The Weary Blues

Langston Hughes


Langston Hughes

Nationality: American

Langston Hughes is considered as one of the most important writers of the Harlem Renaissance.

Langston Hughes had a five-decade career.

‘The Weary Blues’ describes the performance of a blues musician playing in a club on Lenox Avenue in Harlem. The piece mimics the tone and form of Blues music and uses free verse and closely resembles spoken English. The poem was written by Langston Hughes in 1925 during the Harlem Renaissance, a period of time when African-American artists, musicians, and writers enjoyed appreciation and popular acceptance.

To begin, I will analyze the poem line by line, which you can read in full here. Then, I will comment on the piece’s structure. Finally, I will make note of the work’s historical context.

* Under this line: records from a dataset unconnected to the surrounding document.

use std::io::Write;
use std::path::{Path, PathBuf};

use anyhow::{Context, Result};
use relay_bridge::BridgeClient;
use relay_core::materialize::{MaterializeOptions, MaterializeReport};
use relay_core::roles::{self, RoleStrategy};
use relay_core::{CONFIG_FILE, Topology, materialize, scaffold};

pub struct InitArgs {
    pub dry_run: bool,
    pub force: bool,
    pub non_interactive: bool,
    pub count: Option<usize>,
    pub preset: Option<String>,
    pub no_leader: bool,
    pub auto_split: bool,
    pub templates: Option<PathBuf>,
    pub bridge_port: u16,
}

/// Initialize the target directory with the relay mailbox structure.
pub async fn cmd_init(root: &Path, args: InitArgs) -> Result<()> {
    eprintln!();
    eprintln!("  \x1b[1;32m=== Agent Relay Initializer ===\x1b[0m");
    eprintln!();

    if args.dry_run {
        eprintln!("  \x1b[1;33mDRY RUN - no files will be modified\x1b[0m");
        eprintln!();
    }

    let topology = collect_topology(&args)?;

    eprintln!("  \x1b[1;32mConfiguration:\x1b[0m");
    eprintln!("    Panes: {}", topology.pane_count);
    eprintln!("    Roles: {}", topology.roles.join(", "));
    eprintln!("    First pane is leader: {}", topology.first_pane_is_leader);
    eprintln!();
    eprintln!("  Target directory: {}", root.display());
    eprintln!();

    let opts = MaterializeOptions {
        dry_run: args.dry_run,
        force: args.force,
    };

    eprintln!("  \x1b[1;36mMaterializing mailbox layout...\x1b[0m");
    let report = materialize(root, &topology, &opts)?;
    print_report(&report);

    if let Some(templates) = &args.templates {
        eprintln!();
        eprintln!("  \x1b[1;36mCopying templates from {}...\x1b[0m", templates.display());
        // A missing template source is the one fatal init error.
        let report = scaffold::copy_scaffold(templates, root, &opts)?;
        print_report(&report);
    }

    eprintln!();
    check_bridge(&topology, &args).await;

    print_next_steps(&topology);
    Ok(())
}

/// Resolve the topology from flags, prompting for anything missing.
fn collect_topology(args: &InitArgs) -> Result<Topology> {
    let count = match (args.count, args.non_interactive) {
        (Some(count), _) => roles::clamp_pane_count(count as i64),
        (None, true) => roles::DEFAULT_PANES,
        (None, false) => {
            let answer = prompt("  Pane count [2-6] (default: 3): ")?;
            roles::parse_pane_count(&answer)
        }
    };

    let strategy = match &args.preset {
        Some(preset) => RoleStrategy::Preset(preset.parse().map_err(anyhow::Error::msg)?),
        None => {
            let first_pane_is_leader = if args.no_leader {
                false
            } else if args.non_interactive {
                true
            } else {
                let answer = prompt("  Make pane 0 the leader? (Y/n): ")?;
                !answer.eq_ignore_ascii_case("n")
            };
            RoleStrategy::LeaderFlag {
                first_pane_is_leader,
            }
        }
    };

    let auto_split = if args.auto_split || args.non_interactive {
        args.auto_split
    } else {
        let answer = prompt("  Auto-split panes via the bridge? (y/N): ")?;
        answer.eq_ignore_ascii_case("y")
    };

    Ok(Topology::resolve(count, strategy, auto_split)?)
}

fn prompt(question: &str) -> Result<String> {
    eprint!("{question}");
    std::io::stderr().flush().ok();
    let mut input = String::new();
    std::io::stdin()
        .read_line(&mut input)
        .context("failed to read input")?;
    Ok(input.trim().to_string())
}

fn print_report(report: &MaterializeReport) {
    for path in &report.created {
        eprintln!("  \x1b[32mCreated: {}\x1b[0m", path.display());
    }
    for path in &report.skipped {
        eprintln!("  \x1b[33mExists (skip): {}\x1b[0m", path.display());
    }
    for path in &report.planned {
        eprintln!("  \x1b[34mWould create: {}\x1b[0m", path.display());
    }
}

/// Probe the bridge and optionally auto-arrange panes. Never fatal:
/// on any failure we print manual fallback instructions and continue.
async fn check_bridge(topology: &Topology, args: &InitArgs) {
    eprintln!("  \x1b[1;36mChecking terminal bridge...\x1b[0m");

    let client = match BridgeClient::new(args.bridge_port) {
        Ok(client) => client,
        Err(e) => {
            eprintln!("  \x1b[1;33mCould not build bridge client: {e}\x1b[0m");
            return;
        }
    };

    match client.probe().await {
        Ok(_) => {
            eprintln!(
                "  \x1b[1;32mBridge is running on port {}\x1b[0m",
                args.bridge_port
            );
            if args.auto_split && !args.dry_run {
                match client.setup(topology.pane_count, &topology.roles).await {
                    Ok(reply) => eprintln!("  \x1b[32m{reply}\x1b[0m"),
                    Err(e) => eprintln!("  \x1b[1;33mAuto-split failed: {e}\x1b[0m"),
                }
            }
        }
        Err(_) => {
            eprintln!(
                "  \x1b[1;33mBridge not responding on port {}\x1b[0m",
                args.bridge_port
            );
            eprintln!("  \x1b[33mStart it with: relay-bridge --port {}\x1b[0m", args.bridge_port);
            eprintln!("  \x1b[33mThen arrange panes with: relay arrange\x1b[0m");
        }
    }
}

fn print_next_steps(topology: &Topology) {
    eprintln!();
    eprintln!("  \x1b[1;32m=== Next Steps ===\x1b[0m");
    eprintln!();
    eprintln!("  1. Open one terminal pane per role:");
    eprintln!("     {}", topology.roles.join(", "));
    eprintln!();
    eprintln!("  2. Point each agent at its instructions:");
    eprintln!("     \"read instructions/<role>.md\"");
    eprintln!();
    eprintln!("  3. Communication commands:");
    eprintln!("     Send task:    relay send <role> --from <me> \"message\"");
    eprintln!("     File report:  relay report <role> --status <status> \"message\"");
    eprintln!("     Check queue:  relay pending <role>");
    eprintln!();
    eprintln!("  \x1b[1;32mReady! Configuration saved to {CONFIG_FILE}\x1b[0m");
    eprintln!();
}

#[cfg(test)]
mod tests {
    use super::*;

    fn base_args() -> InitArgs {
        InitArgs {
            dry_run: false,
            force: false,
            non_interactive: true,
            count: None,
            preset: None,
            no_leader: false,
            auto_split: false,
            templates: None,
            bridge_port: relay_bridge::DEFAULT_PORT,
        }
    }

    #[test]
    fn non_interactive_defaults() {
        let topo = collect_topology(&base_args()).unwrap();
        assert_eq!(topo.roles, vec!["leader", "member_1", "member_2"]);
        assert!(topo.first_pane_is_leader);
    }

    #[test]
    fn count_flag_is_clamped() {
        let mut args = base_args();
        args.count = Some(10);
        let topo = collect_topology(&args).unwrap();
        assert_eq!(topo.pane_count, 6);
    }

    #[test]
    fn no_leader_flag() {
        let mut args = base_args();
        args.no_leader = true;
        let topo = collect_topology(&args).unwrap();
        assert_eq!(topo.roles, vec!["member_1", "member_2", "member_3"]);
        assert!(!topo.first_pane_is_leader);
    }

    #[test]
    fn preset_flag_selects_table() {
        let mut args = base_args();
        args.count = Some(4);
        args.preset = Some("officer".to_string());
        let topo = collect_topology(&args).unwrap();
        assert_eq!(topo.roles, vec!["officer", "leader", "member_1", "member_2"]);
    }

    #[test]
    fn bad_preset_is_rejected() {
        let mut args = base_args();
        args.preset = Some("captain".to_string());
        assert!(collect_topology(&args).is_err());
    }

    #[tokio::test]
    async fn init_writes_layout_end_to_end() {
        let dir = tempfile::tempdir().unwrap();
        let mut args = base_args();
        // Unused port: the bridge probe must fail without failing init.
        args.bridge_port = 1;
        cmd_init(dir.path(), args).await.unwrap();

        assert!(dir.path().join("inbox/leader.yaml").exists());
        assert!(dir.path().join(CONFIG_FILE).exists());
    }

    #[tokio::test]
    async fn missing_templates_dir_fails_init() {
        let dir = tempfile::tempdir().unwrap();
        let mut args = base_args();
        args.templates = Some(PathBuf::from("/nonexistent/templates"));
        args.bridge_port = 1;
        assert!(cmd_init(dir.path(), args).await.is_err());
    }
}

The Weary Blues by Langston Hughes


Analysis of The Weary Blues

Lines 1-3

Droning a drowsy syncopated tune,
I heard a Negro play.

The first line of ‘The Weary Blues’ begins by describing the music as “drowsy” and “syncopated.” The former is a musical term that means that the beats, accents, or rhythm of a piece are intentionally misplaced. This specific aural landscape, coupled with the image of a man “rocking back and forth” as he croons creates an almost haunting image in the mind of the reader.

Another thing to note is that the first few lines establish a single, individual speaker. It’s likely the speaker is a member of the audience at this particular concert.


Lines 4-7

Down on Lenox Avenue the other night
He did a lazy sway. . . .

This group of lines continues to add definition to the scene created in the piece. The reader immediately learns the location of the poem’s setting, Lenox Avenue, long a haven for jazz and Blues.

The fifth line of ‘The Weary Blues’ adds to the eerie feeling cultivated. The streets are not just lit by lights; they are lit by gaslights giving off a “pale dull pallor.” This is also another example of how musical terms, such as “dull” are used repeatedly to describe the night.

The repetition of “He did a sway. . .” is also noteworthy. The two lines are reminiscent of a musical refrain. They also imply a sense of continuous movement.


Lines 8-11

To the tune o’ those Weary Blues.
O Blues!

Next, as hands crawl across ivory keys, we learn more about the performer and performance. The second line is most likely a reference to segregation, which was, at the time, a reality around the United States. Black and white are allowed to mingle in the poem, making beautiful music.

“Weary Blues” seems to be the name of the song he’s singing, and as I mentioned, the man is playing the piano. Make special note, of that “poor piano.” The man is not just playing, but in keeping with the piece’s tone: he makes it “moan with melody.”


Lines 12-14

Swaying to and fro on his rickety stool
Sweet Blues!

The imagery used in the next few lines is of special note. Like the “poor piano” from the previous line, everything in the poem seems to be well worn, bordering on decrepit. He has a “rickety stool.” The tune he plays is “raggy.”

“Musical fool” may be a reference to the jesters and court fools of the past. Perhaps it’s implying this man is from the lower rungs of society but entertaining the modern-day lords and ladies of New York.


Lines 15-22

Coming from a black man’s soul.
O Blues!
I’s gwine to quit ma frownin’
And put ma troubles on the shelf.”

Finally, the blues man begins to sing. He sings to the speaker directly, to the reader directly. The way he sings, in colloquialisms, thickly accented, is indicative of a member of the poor working class.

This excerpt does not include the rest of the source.